Il n’y a que trois formes de bonheur possible pour l’humanité, trois manières de le comprendre et de le réaliser. On aura beau exciter et torturer son imagination pour inventer quelque félicité inédite, on peut être assuré que cette félicité espérée rentrera dans les cadres tracés d’avance, et c’est là déjà une preuve manifeste de la pauvreté de notre faculté de sentir et de la stérilité de la vie. — Ou bien on croit pouvoir atteindre le bonheur dans le monde tel qu’il est, dans la vie actuelle et individuelle, soit par le libre exercice des sens, la richesse et la variété des sensations, soit par le développement des hautes facultés de l’esprit, la pensée, la science, l’art, et les nobles émotions qui en résultent, soit par l’activité héroïque, le goût de l’action, la passion du pouvoir et de la gloire. — Ou bien on transpose l’idée du bonheur, on le conçoit comme réalisable pour l’individu dans une vie transcendante après la mort : c’est l’espoir dans lequel se précipite la foule des souffrans, des pauvres, des méprisés du monde, des déshérités de la vie ; c’est l’asile ouvert par les religions et particulièrement par le christianisme aux misères sans remède et aux douleurs sans consolation. — Ou bien enfin, se détournant de l’au-delà transcendant, on conçoit un au-delà terrestre, un monde meilleur que le monde actuel, que chaque génération prépare sur cette terre par ses travaux et ses épreuves.
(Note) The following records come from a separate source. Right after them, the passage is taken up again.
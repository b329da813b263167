use std::collections::HashMap;

use async_trait::async_trait;
use reqwest::Url;
use tracing::Span;

use crate::config::{LlmConfig, Provider};
use crate::error::LLMError;
use crate::http::{
    DynHttpTransport, HttpResponse, collect_body_text, get_with_headers, post_json_stream_with_headers,
    post_json_with_headers, retry_after_from_headers,
};
use crate::provider::{join_url, log_models, log_request_body, parse_body};
use crate::session::{ChatSession, Reply, ReplyStream, SessionEnv, Thread, report_usage, session_span};
use crate::stream::{FragmentStream, Framing, TextStream};
use crate::types::{Role, TokenUsage};

use super::error::parse_gemini_error;
use super::request::build_gemini_body;
use super::response::{extract_reply, generative_model_ids, parse_stream_chunk};
use super::types::{GeminiModelPage, GeminiResponse};
use super::{API_VERSION, DEFAULT_BASE_URL, PROVIDER_ID};

const PAGE_SIZE: u32 = 100;

/// Listing URL for one page; the opaque token is percent-encoded.
fn page_url(base: &str, page_token: Option<&str>) -> Result<String, LLMError> {
    let page_size = PAGE_SIZE.to_string();
    let mut params = vec![("pageSize", page_size.as_str())];
    if let Some(token) = page_token {
        params.push(("pageToken", token));
    }
    Url::parse_with_params(base, &params)
        .map(String::from)
        .map_err(|err| LLMError::invalid_config("base_url", format!("invalid Google base URL: {err}")))
}

/// Conversation against Gemini `generateContent`.
pub struct GoogleSession {
    transport: DynHttpTransport,
    base_url: String,
    api_key: String,
    config: LlmConfig,
    thread: Thread,
    span: Span,
}

impl GoogleSession {
    pub fn new(config: LlmConfig, env: &SessionEnv) -> Result<Self, LLMError> {
        let api_key = env.require_credential(Provider::Google)?;
        let span = session_span(&config);
        if config.json_mode {
            span.in_scope(|| {
                tracing::warn!("JSON mode is not supported for Google; replies are returned as text")
            });
        }
        Ok(Self {
            transport: env.transport(),
            base_url: env.base_url(Provider::Google, DEFAULT_BASE_URL),
            api_key,
            config,
            thread: Thread::new(),
            span,
        })
    }

    pub(crate) fn boxed(config: LlmConfig, env: &SessionEnv) -> Result<Box<dyn ChatSession>, LLMError> {
        Ok(Box::new(Self::new(config, env)?))
    }

    fn model_path(&self) -> String {
        let model = self.config.model.trim_start_matches("models/");
        join_url(&self.base_url, &format!("{API_VERSION}/models/{model}"))
    }

    fn generate_endpoint(&self, stream: bool) -> String {
        if stream {
            format!("{}:streamGenerateContent?alt=sse", self.model_path())
        } else {
            format!("{}:generateContent", self.model_path())
        }
    }

    fn build_headers(&self) -> HashMap<String, String> {
        HashMap::from([("x-goog-api-key".to_string(), self.api_key.clone())])
    }

    fn ensure_success(&self, response: HttpResponse) -> Result<String, LLMError> {
        let status = response.status;
        let retry_after = retry_after_from_headers(&response.headers);
        let text = response.into_string()?;
        if (200..300).contains(&status) {
            Ok(text)
        } else {
            Err(parse_gemini_error(status, &text, retry_after))
        }
    }
}

#[async_trait]
impl ChatSession for GoogleSession {
    fn provider(&self) -> Provider {
        Provider::Google
    }

    fn config(&self) -> &LlmConfig {
        &self.config
    }

    fn thread(&self) -> &Thread {
        &self.thread
    }

    fn add_message_to_thread(&mut self, content: &str, role: Role) {
        let role = if role.is_assistant() { Role::model() } else { role };
        self.thread.push(role, content);
    }

    fn report_usage(&self, usage: Option<&TokenUsage>) {
        report_usage(&self.span, usage);
    }

    fn stream_response(&mut self, fragments: FragmentStream) -> ReplyStream<'_> {
        ReplyStream::new(fragments, &mut self.thread, Role::model())
    }

    async fn send_message<'a>(&'a mut self, content: &str) -> Result<Reply<'a>, LLMError> {
        self.add_message_to_thread(content, Role::user());
        let stream = self.config.stream;
        let body = build_gemini_body(&self.config, &self.thread);
        log_request_body(&self.config, &self.span, &body);
        let url = self.generate_endpoint(stream);

        if stream {
            let response =
                post_json_stream_with_headers(self.transport.as_ref(), url, self.build_headers(), &body)
                    .await?;
            if !(200..300).contains(&response.status) {
                let retry_after = retry_after_from_headers(&response.headers);
                let text = collect_body_text(response.body, PROVIDER_ID).await?;
                return Err(parse_gemini_error(response.status, &text, retry_after));
            }
            let fragments = TextStream::new(
                response.body,
                Framing::Sse,
                PROVIDER_ID,
                parse_stream_chunk,
                self.span.clone(),
            )
            .ends_with_body()
            .boxed();
            return Ok(Reply::Stream(self.stream_response(fragments)));
        }

        let response =
            post_json_with_headers(self.transport.as_ref(), url, self.build_headers(), &body).await?;
        let text = self.ensure_success(response)?;
        let parsed: GeminiResponse = parse_body(PROVIDER_ID, &text)?;
        let (answer, usage) = extract_reply(parsed)?;
        self.report_usage(usage.as_ref());
        self.thread.commit_assistant(Role::model(), answer.clone());
        Ok(Reply::Text(answer))
    }

    async fn list_models(&self) -> Result<Vec<String>, LLMError> {
        let base = join_url(&self.base_url, &format!("{API_VERSION}/models"));
        let mut models = Vec::new();
        let mut page_token: Option<String> = None;
        loop {
            let url = page_url(&base, page_token.as_deref())?;
            let response =
                get_with_headers(self.transport.as_ref(), url, self.build_headers()).await?;
            let text = self.ensure_success(response)?;
            let mut page: GeminiModelPage = parse_body(PROVIDER_ID, &text)?;
            page_token = page.next_page_token.take().filter(|token| !token.is_empty());
            models.extend(generative_model_ids(page));
            if page_token.is_none() {
                break;
            }
        }
        log_models(&self.span, "Available models for Google:", &models);
        Ok(models)
    }
}
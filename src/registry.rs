//! Maps provider identifiers to session constructors.

use std::collections::HashMap;

use crate::config::{LlmConfig, Provider};
use crate::error::LLMError;
use crate::provider::{AnthropicSession, GoogleSession, OllamaSession, OpenAiSession};
use crate::session::{ChatSession, SessionEnv};

/// Builds a session for one provider.
pub type SessionConstructor =
    fn(LlmConfig, &SessionEnv) -> Result<Box<dyn ChatSession>, LLMError>;

/// Static table from [`Provider`] to its [`SessionConstructor`].
///
/// # Examples
///
/// ```
/// use llmanager::config::Provider;
/// use llmanager::registry::SessionRegistry;
///
/// let registry = SessionRegistry::builtin();
/// assert!(registry.resolve("ollama").is_ok());
/// assert!(registry.resolve("mistral").is_err());
/// assert_eq!(registry.providers().len(), Provider::ALL.len());
/// ```
#[derive(Clone)]
pub struct SessionRegistry {
    constructors: HashMap<Provider, SessionConstructor>,
}

impl SessionRegistry {
    /// Registry with no providers.
    pub fn empty() -> Self {
        Self {
            constructors: HashMap::new(),
        }
    }

    /// Registry with every built-in provider.
    pub fn builtin() -> Self {
        Self::empty()
            .register(Provider::OpenAi, OpenAiSession::boxed)
            .register(Provider::Anthropic, AnthropicSession::boxed)
            .register(Provider::Google, GoogleSession::boxed)
            .register(Provider::Ollama, OllamaSession::boxed)
    }

    pub fn register(mut self, provider: Provider, constructor: SessionConstructor) -> Self {
        self.constructors.insert(provider, constructor);
        self
    }

    /// Registered providers in registration-independent, stable order.
    pub fn providers(&self) -> Vec<Provider> {
        Provider::ALL
            .into_iter()
            .filter(|provider| self.constructors.contains_key(provider))
            .collect()
    }

    pub fn constructor(&self, provider: Provider) -> Result<SessionConstructor, LLMError> {
        self.constructors
            .get(&provider)
            .copied()
            .ok_or_else(|| LLMError::UnsupportedProvider {
                provider: provider.id().to_string(),
            })
    }

    /// Resolves a provider identifier to its variant and constructor.
    ///
    /// Pure: no session is built and nothing is read from the environment.
    ///
    /// # Errors
    ///
    /// [`LLMError::UnsupportedProvider`] naming the identifier when it is not a
    /// known provider or has no registered constructor.
    pub fn resolve(&self, id: &str) -> Result<(Provider, SessionConstructor), LLMError> {
        let provider: Provider = id.parse()?;
        let constructor =
            self.constructor(provider)
                .map_err(|_| LLMError::UnsupportedProvider {
                    provider: id.to_string(),
                })?;
        Ok((provider, constructor))
    }

    /// Constructs the session for `config.provider`.
    pub fn build(
        &self,
        config: LlmConfig,
        env: &SessionEnv,
    ) -> Result<Box<dyn ChatSession>, LLMError> {
        let constructor = self.constructor(config.provider)?;
        constructor(config, env)
    }
}

impl Default for SessionRegistry {
    fn default() -> Self {
        Self::builtin()
    }
}
use serde_json::{Map, Value, json};

use crate::config::LlmConfig;
use crate::session::Thread;

pub(crate) fn build_openai_body(config: &LlmConfig, thread: &Thread, stream: bool) -> Value {
    let mut body = Map::new();
    body.insert("model".to_string(), Value::String(config.model.clone()));
    body.insert(
        "messages".to_string(),
        Value::Array(
            thread
                .messages()
                .iter()
                .map(|message| json!({"role": message.role.as_str(), "content": message.content}))
                .collect(),
        ),
    );
    body.insert(
        "max_completion_tokens".to_string(),
        Value::from(config.max_tokens),
    );
    body.insert("temperature".to_string(), Value::from(config.temperature));
    body.insert("top_p".to_string(), Value::from(config.top_p));
    if let Some(seed) = config.seed {
        body.insert("seed".to_string(), Value::from(seed));
    }
    let format = if config.json_mode { "json_object" } else { "text" };
    body.insert("response_format".to_string(), json!({"type": format}));
    body.insert("stream".to_string(), Value::Bool(stream));
    if stream {
        body.insert(
            "stream_options".to_string(),
            json!({"include_usage": true}),
        );
    }
    Value::Object(body)
}
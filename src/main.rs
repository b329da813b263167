use std::path::PathBuf;
use std::process::ExitCode;

use anyhow::{Context, Result};
use clap::Parser;
use tokio::io::BufReader;
use tracing::error;
use tracing_subscriber::EnvFilter;

use llmanager::chat_loop::run_chat_loop;
use llmanager::config::LlmConfig;
use llmanager::registry::{SessionConstructor, SessionRegistry};
use llmanager::session::SessionEnv;

#[derive(Parser)]
#[command(name = "llmanager")]
#[command(author, version, about = "Chat with OpenAI, Anthropic, Google or Ollama models from the terminal", long_about = None)]
struct Cli {
    /// Provider to use: openai, anthropic, google or ollama
    #[arg(short, long)]
    provider: String,

    /// Config file; defaults to configs/{provider}_config.json
    #[arg(short, long)]
    config: Option<PathBuf>,

    /// System prompt added before the first turn
    #[arg(short, long)]
    system: Option<String>,

    /// List the models available for the provider and exit
    #[arg(short, long)]
    list: bool,

    /// Log at debug level
    #[arg(short, long)]
    verbose: bool,
}

fn init_tracing(verbose: bool) {
    let default_level = if verbose { "debug" } else { "info" };
    let filter =
        EnvFilter::try_from_default_env().unwrap_or_else(|_| EnvFilter::new(default_level));
    tracing_subscriber::fmt()
        .with_env_filter(filter)
        .with_target(false)
        .with_writer(std::io::stderr)
        .init();
}

fn prepare(cli: &Cli, registry: &SessionRegistry) -> Result<(LlmConfig, SessionConstructor)> {
    let (provider, constructor) = registry.resolve(&cli.provider)?;
    let path = cli
        .config
        .clone()
        .unwrap_or_else(|| LlmConfig::default_path(provider));
    let config = LlmConfig::from_json_file(provider, &path)
        .with_context(|| format!("error when creating the {provider} configuration"))?;
    Ok((config, constructor))
}

async fn run(cli: &Cli, config: LlmConfig, constructor: SessionConstructor) -> Result<()> {
    let provider = config.provider;
    let env = SessionEnv::from_process_env()?;
    let mut session = constructor(config, &env)
        .with_context(|| format!("failed to create the {provider} session"))?;

    if cli.list {
        session
            .list_models()
            .await
            .with_context(|| format!("failed to list {provider} models"))?;
        return Ok(());
    }

    if let Some(system) = &cli.system {
        session.add_system_prompt(system);
    }

    println!();
    println!("{}", "=".repeat(100));
    println!();

    let stdin = BufReader::new(tokio::io::stdin());
    let mut stdout = std::io::stdout();
    run_chat_loop(session.as_mut(), stdin, &mut stdout)
        .await
        .with_context(|| format!("{provider} chat failed"))?;
    Ok(())
}

#[tokio::main(flavor = "current_thread")]
async fn main() -> ExitCode {
    let cli = Cli::parse();
    dotenvy::dotenv().ok();

    let registry = SessionRegistry::builtin();
    let prepared = prepare(&cli, &registry);
    let verbose = cli.verbose || prepared.as_ref().is_ok_and(|(config, _)| config.verbose);
    init_tracing(verbose);

    let result = match prepared {
        Ok((config, constructor)) => run(&cli, config, constructor).await,
        Err(err) => Err(err),
    };
    match result {
        Ok(()) => ExitCode::SUCCESS,
        Err(err) => {
            error!("{err:#}");
            ExitCode::FAILURE
        }
    }
}
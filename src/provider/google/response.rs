use crate::error::LLMError;
use crate::stream::ChunkUpdate;
use crate::types::TokenUsage;

use super::PROVIDER_ID;
use super::types::{GeminiModelPage, GeminiResponse, GeminiUsageMetadata};

pub(crate) fn convert_usage(usage: GeminiUsageMetadata) -> TokenUsage {
    TokenUsage {
        prompt_tokens: usage.prompt_token_count,
        completion_tokens: usage.candidates_token_count,
        total_tokens: usage.total_token_count,
    }
}

fn candidate_text(resp: &GeminiResponse) -> Option<String> {
    let content = resp.candidates.first()?.content.as_ref()?;
    let text: String = content
        .parts
        .iter()
        .filter_map(|part| part.text.as_deref())
        .collect();
    Some(text)
}

/// Text of the first candidate plus usage.
pub(crate) fn extract_reply(resp: GeminiResponse) -> Result<(String, Option<TokenUsage>), LLMError> {
    if resp.candidates.is_empty() {
        let reason = resp
            .prompt_feedback
            .as_ref()
            .and_then(|feedback| feedback.block_reason.clone());
        return Err(match reason {
            Some(reason) => LLMError::provider(PROVIDER_ID, format!("prompt blocked: {reason}")),
            None => LLMError::provider(PROVIDER_ID, "response contained no candidates"),
        });
    }
    if let Some(reason) = resp.candidates[0].finish_reason.as_deref() {
        if reason == "MAX_TOKENS" {
            tracing::warn!("reply was truncated at max_tokens");
        }
    }
    let text = candidate_text(&resp).unwrap_or_default();
    Ok((text, resp.usage_metadata.map(convert_usage)))
}

pub(crate) fn parse_stream_chunk(data: &str) -> Result<ChunkUpdate, LLMError> {
    let chunk: GeminiResponse = serde_json::from_str(data).map_err(|err| {
        LLMError::provider(PROVIDER_ID, format!("failed to parse stream chunk: {err}"))
    })?;
    if let Some(error) = chunk.error {
        let message = error.message.unwrap_or_else(|| "unknown error".to_string());
        return Err(LLMError::provider(
            PROVIDER_ID,
            match error.status {
                Some(status) => format!("stream aborted ({status}): {message}"),
                None => format!("stream aborted: {message}"),
            },
        ));
    }
    Ok(ChunkUpdate {
        text: candidate_text(&chunk),
        usage: chunk.usage_metadata.map(convert_usage),
        done: false,
    })
}

/// Identifiers of one listing page that can generate content, without the
/// `models/` prefix.
pub(crate) fn generative_model_ids(page: GeminiModelPage) -> Vec<String> {
    page.models
        .into_iter()
        .filter(|model| {
            model
                .supported_generation_methods
                .iter()
                .any(|method| method == "generateContent")
        })
        .map(|model| {
            model
                .name
                .strip_prefix("models/")
                .map(str::to_string)
                .unwrap_or(model.name)
        })
        .collect()
}
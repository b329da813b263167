use serde_json::{Map, Value, json};

use crate::config::LlmConfig;
use crate::session::Thread;

pub(crate) fn build_chat_body(config: &LlmConfig, thread: &Thread, stream: bool) -> Value {
    let mut options = Map::new();
    if let Some(seed) = config.seed {
        options.insert("seed".to_string(), Value::from(seed));
    }
    options.insert("temperature".to_string(), Value::from(config.temperature));
    options.insert("top_p".to_string(), Value::from(config.top_p));
    options.insert("num_predict".to_string(), Value::from(config.max_tokens));

    let mut body = Map::new();
    body.insert("model".to_string(), Value::String(config.model.clone()));
    body.insert(
        "messages".to_string(),
        Value::Array(
            thread
                .messages()
                .iter()
                .map(|message| json!({"role": message.role.as_str(), "content": message.content}))
                .collect(),
        ),
    );
    body.insert("stream".to_string(), Value::Bool(stream));
    if config.json_mode {
        body.insert("format".to_string(), Value::String("json".to_string()));
    }
    body.insert("options".to_string(), Value::Object(options));
    Value::Object(body)
}

pub(crate) fn build_pull_body(model: &str) -> Value {
    json!({"model": model, "stream": false})
}
use std::env;

use dotenvy::dotenv;
use futures_util::StreamExt;
use llmanager::config::{LlmConfig, Provider};
use llmanager::registry::SessionRegistry;
use llmanager::session::{Reply, SessionEnv};

fn load_env_var(key: &str) -> Option<String> {
    env::var(key).ok().filter(|value| !value.trim().is_empty())
}

async fn exercise(provider: Provider, model_var: &str, fallback_model: &str) {
    let _ = dotenv();

    let key_var = provider.api_key_env();
    if provider.requires_credential() && load_env_var(&key_var).is_none() {
        eprintln!("skip live test: {key_var} missing");
        return;
    }
    let model = load_env_var(model_var).unwrap_or_else(|| fallback_model.to_string());
    let env = SessionEnv::from_process_env().expect("transport");
    let registry = SessionRegistry::builtin();

    let mut session = registry
        .build(LlmConfig::new(provider, model.clone()), &env)
        .expect("session");
    session.add_system_prompt("You are a helpful assistant.");
    let text = session
        .send_message("Please introduce Rust language in one sentence.")
        .await
        .expect("reply")
        .into_text()
        .await
        .expect("text");
    assert!(!text.trim().is_empty(), "sync reply should have text");
    assert_eq!(session.thread().len(), 3);

    let mut config = LlmConfig::new(provider, model);
    config.stream = true;
    let mut session = registry.build(config, &env).expect("session");
    let reply = session
        .send_message("Count from one to five.")
        .await
        .expect("reply");
    let Reply::Stream(mut fragments) = reply else {
        panic!("expected a streamed reply");
    };
    let mut collected = String::new();
    while let Some(fragment) = fragments.next().await {
        collected.push_str(&fragment.expect("fragment"));
    }
    assert!(fragments.is_committed());
    drop(fragments);
    assert!(!collected.is_empty(), "stream should yield text");
    assert_eq!(session.thread().len(), 2);
}

#[tokio::test]
#[ignore = "requires OPENAI_API_KEY"]
async fn openai_live_sync_and_stream() {
    exercise(Provider::OpenAi, "OPENAI_MODEL", "gpt-4o-mini").await;
}

#[tokio::test]
#[ignore = "requires ANTHROPIC_API_KEY"]
async fn anthropic_live_sync_and_stream() {
    exercise(Provider::Anthropic, "ANTHROPIC_MODEL", "claude-3-5-haiku-latest").await;
}

#[tokio::test]
#[ignore = "requires GOOGLE_API_KEY"]
async fn google_live_sync_and_stream() {
    exercise(Provider::Google, "GOOGLE_MODEL", "gemini-1.5-flash").await;
}

#[tokio::test]
#[ignore = "requires a running Ollama server"]
async fn ollama_live_sync_and_stream() {
    exercise(Provider::Ollama, "OLLAMA_MODEL", "llama3.2").await;
}
use serde_json::{Map, Value, json};

use crate::config::LlmConfig;
use crate::session::Thread;

/// Builds a `generateContent` body.
///
/// Gemini only knows `user` and `model` turns; system turns become the
/// `system_instruction`.
pub(crate) fn build_gemini_body(config: &LlmConfig, thread: &Thread) -> Value {
    let mut system = Vec::new();
    let mut contents = Vec::new();
    for message in thread.messages() {
        if message.role.as_str() == "system" {
            system.push(json!({"text": message.content}));
            continue;
        }
        let role = if message.role.is_assistant() { "model" } else { "user" };
        contents.push(json!({"role": role, "parts": [{"text": message.content}]}));
    }

    let mut generation = Map::new();
    generation.insert("maxOutputTokens".to_string(), Value::from(config.max_tokens));
    generation.insert("temperature".to_string(), Value::from(config.temperature));
    generation.insert("topP".to_string(), Value::from(config.top_p));
    generation.insert("candidateCount".to_string(), Value::from(1));
    if let Some(seed) = config.seed {
        generation.insert("seed".to_string(), Value::from(seed));
    }

    let mut body = Map::new();
    if !system.is_empty() {
        body.insert("system_instruction".to_string(), json!({"parts": system}));
    }
    body.insert("contents".to_string(), Value::Array(contents));
    body.insert("generationConfig".to_string(), Value::Object(generation));
    Value::Object(body)
}
//! Shared fixtures and helpers for integration tests.

#![allow(dead_code)]

pub mod injection_helpers;
pub mod source_fixtures;
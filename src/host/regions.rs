//! Brace-balanced regions of host text arranged as a tree.
//!
//! Uses the same quote-unaware depth counting as the scope extractor: a `{`
//! inside a string literal opens a region like any other. Unclosed regions
//! run to the end of the text.

use once_cell::sync::Lazy;
use regex::Regex;
use text_size::{TextRange, TextSize};

use crate::base::to_text_size;

/// Maximum depth for descendant searches below a region.
pub const MAX_REGION_DEPTH: usize = 32;

/// Maximum number of ancestors inspected when walking up from a region.
pub const MAX_ANCESTOR_DEPTH: usize = 10;

static PROPERTY_PATTERN: Lazy<Regex> = Lazy::new(|| Regex::new(r"\b\w+\s*:").unwrap());

pub type RegionId = usize;

/// One `{ ... }` region.
#[derive(Debug, Clone, PartialEq, Eq)]
pub struct Region {
    /// Offset of the opening brace.
    pub open: TextSize,
    /// Offset of the closing brace, or the text length when unclosed.
    pub close: TextSize,
    pub closed: bool,
    pub parent: Option<RegionId>,
    pub children: Vec<RegionId>,
}

impl Region {
    /// Range including both braces (up to the end of text when unclosed).
    pub fn range(&self) -> TextRange {
        let end = if self.closed {
            self.close + TextSize::of('}')
        } else {
            self.close
        };
        TextRange::new(self.open, end)
    }

    /// Range between the braces.
    pub fn content_range(&self) -> TextRange {
        TextRange::new(self.open + TextSize::of('{'), self.close)
    }
}

/// All brace regions of a text, stored in pre-order (by opening offset).
#[derive(Debug, Clone)]
pub struct RegionTree<'a> {
    text: &'a str,
    regions: Vec<Region>,
}

impl<'a> RegionTree<'a> {
    pub fn build(text: &'a str) -> Self {
        let mut regions: Vec<Region> = Vec::new();
        let mut stack: Vec<RegionId> = Vec::new();

        for (idx, byte) in text.bytes().enumerate() {
            match byte {
                b'{' => {
                    let id = regions.len();
                    let parent = stack.last().copied();
                    if let Some(parent) = parent {
                        regions[parent].children.push(id);
                    }
                    regions.push(Region {
                        open: to_text_size(idx),
                        close: to_text_size(text.len()),
                        closed: false,
                        parent,
                        children: Vec::new(),
                    });
                    stack.push(id);
                }
                b'}' => {
                    // Stray closing braces outside any region are ignored
                    if let Some(id) = stack.pop() {
                        regions[id].close = to_text_size(idx);
                        regions[id].closed = true;
                    }
                }
                _ => {}
            }
        }

        Self { text, regions }
    }

    pub fn text(&self) -> &'a str {
        self.text
    }

    pub fn len(&self) -> usize {
        self.regions.len()
    }

    pub fn is_empty(&self) -> bool {
        self.regions.is_empty()
    }

    pub fn get(&self, id: RegionId) -> Option<&Region> {
        self.regions.get(id)
    }

    /// Region ids in pre-order.
    pub fn ids(&self) -> std::ops::Range<RegionId> {
        0..self.regions.len()
    }

    /// Text of a region, braces included.
    pub fn region_text(&self, id: RegionId) -> &'a str {
        &self.text[self.regions[id].range()]
    }

    /// Ancestors of a region, nearest first, at most `MAX_ANCESTOR_DEPTH` of them.
    pub fn ancestors(&self, id: RegionId) -> impl Iterator<Item = RegionId> + '_ {
        std::iter::successors(self.regions[id].parent, move |&parent| {
            self.regions[parent].parent
        })
        .take(MAX_ANCESTOR_DEPTH)
    }

    /// A region that looks like an object literal with `key:` entries.
    pub fn is_scope_like(&self, id: RegionId) -> bool {
        let text = self.region_text(id);
        text.contains(':') && PROPERTY_PATTERN.is_match(text)
    }

    /// Text spans of a region that are not covered by its children.
    pub fn own_spans(&self, id: RegionId) -> Vec<TextRange> {
        let region = &self.regions[id];
        let content = region.content_range();
        let mut spans = Vec::new();
        let mut cursor = content.start();
        for &child in &region.children {
            let child_range = self.regions[child].range();
            if child_range.start() > cursor {
                spans.push(TextRange::new(cursor, child_range.start()));
            }
            cursor = child_range.end().min(content.end()).max(cursor);
        }
        if content.end() > cursor {
            spans.push(TextRange::new(cursor, content.end()));
        }
        spans
    }
}
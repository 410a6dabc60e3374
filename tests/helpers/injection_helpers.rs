//! Helpers for locating DSL regions in host fixtures.

use arkide::base::{Injection, TextRange, TextSize};

/// The `n`th host string literal whose content is exactly `content`.
pub fn literal(host: &str, content: &str, n: usize) -> TextRange {
    let quoted = format!("\"{content}\"");
    let start = host
        .match_indices(&quoted)
        .nth(n)
        .map(|(idx, _)| idx)
        .unwrap_or_else(|| panic!("literal {quoted} #{n} not found"));
    TextRange::at(offset(start), TextSize::of(quoted.as_str()))
}

/// Injection for the `n`th literal with this content.
pub fn injection<'a>(host: &'a str, content: &str, n: usize) -> Injection<'a> {
    Injection::from_literal(host, literal(host, content, n)).expect("valid literal")
}

/// DSL-local offset of `needle` inside the injection.
pub fn local_offset(injection: &Injection<'_>, needle: &str) -> TextSize {
    let idx = injection
        .dsl()
        .find(needle)
        .unwrap_or_else(|| panic!("{needle:?} not in {:?}", injection.dsl()));
    offset(idx)
}

/// Host offset of the first `needle`.
pub fn host_offset(host: &str, needle: &str) -> TextSize {
    offset(host.find(needle).unwrap_or_else(|| panic!("{needle:?} not in host")))
}

pub fn offset(idx: usize) -> TextSize {
    TextSize::try_from(idx).expect("offset fits in u32")
}
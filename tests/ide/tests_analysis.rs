//! End-to-end tests through AnalysisHost.

use arkide::AnalysisError;
use arkide::ide::AnalysisHost;

use crate::helpers::injection_helpers::*;
use crate::helpers::source_fixtures::*;

#[test]
fn test_every_literal_resolves_or_misses_cleanly() {
    let host = AnalysisHost::new(SCOPES);
    let analysis = host.analysis();
    for content in ["Id", "Id[]", "User | undefined", "User[]", "Email", "string"] {
        let literal = literal(SCOPES, content, 0);
        let inside = literal.start() + offset(1);
        let result = analysis.goto_definition(literal, inside).unwrap();
        if content == "string" {
            assert!(result.is_empty());
        } else {
            assert!(!result.is_empty(), "{content}");
        }
    }
}

#[test]
fn test_aliases_at_host_offset() {
    let host = AnalysisHost::new(SCOPES);
    let names: Vec<_> = host
        .analysis()
        .aliases_at(host_offset(SCOPES, "\"Email\""))
        .into_iter()
        .map(|a| a.name.to_string())
        .collect();
    assert_eq!(names, vec!["Email", "Person"]);
}

#[test]
fn test_set_text_replaces_document() {
    let mut host = AnalysisHost::new(SCOPES);
    host.set_text(ONE_LINE_SCOPE);
    let analysis = host.analysis();
    let literal = literal(ONE_LINE_SCOPE, "Id[]", 0);
    let tokens = analysis.semantic_tokens(literal).unwrap();
    assert_eq!(tokens[0].line, 0);
}

#[test]
fn test_non_literal_range_is_rejected() {
    let host = AnalysisHost::new(SCOPES);
    let analysis = host.analysis();
    let range = arkide::TextRange::at(host_offset(SCOPES, "coolScope"), offset(9));
    assert!(matches!(
        analysis.semantic_tokens(range),
        Err(AnalysisError::InvalidLiteral { .. })
    ));
}

#[test]
fn test_literal_at_and_line_col() {
    let host = AnalysisHost::new(SCOPES);
    let analysis = host.analysis();
    let at = host_offset(SCOPES, "\"Id[]\"") + offset(2);
    let literal = analysis.literal_at(at).unwrap();
    assert_eq!(&SCOPES[literal], "\"Id[]\"");
    assert_eq!(analysis.line_col(literal.start()).line, 6);
}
On fait le sacrifice du bonheur individuel pour assurer l’avénement de cet idéal nouveau, on s’élève à l’oubli de soi-même, à la conscience et à la volonté collective, on jouit d’avance en idée de ce bonheur auquel on travaille et dont d’autres jouiront, on le veut pour ses descendans, on s’enivre de cette idée et des sacrifices qu’elle réclame : ce noble rêve du bonheur de l’humanité future sur la terre, par les découvertes de la science, par les applications de l’industrie, par les réformes politiques et sociales, c’est la philosophie du progrès, qui, dans certaines âmes enthousiastes, devient une religion. — Voilà les trois théories du bonheur dans lesquelles s’est épuisée l’imagination de l’humanité : ce sont « les trois stades de l’illusion humaine » de Hartmann, successivement et inutilement parcourus par les générations qui se remplacent sur la scène du monde, et qui, changeant de croyance sans changer de déception, ne font que s’agiter dans le cercle d’une infranchissable erreur, l’incorrigible croyance au bonheur.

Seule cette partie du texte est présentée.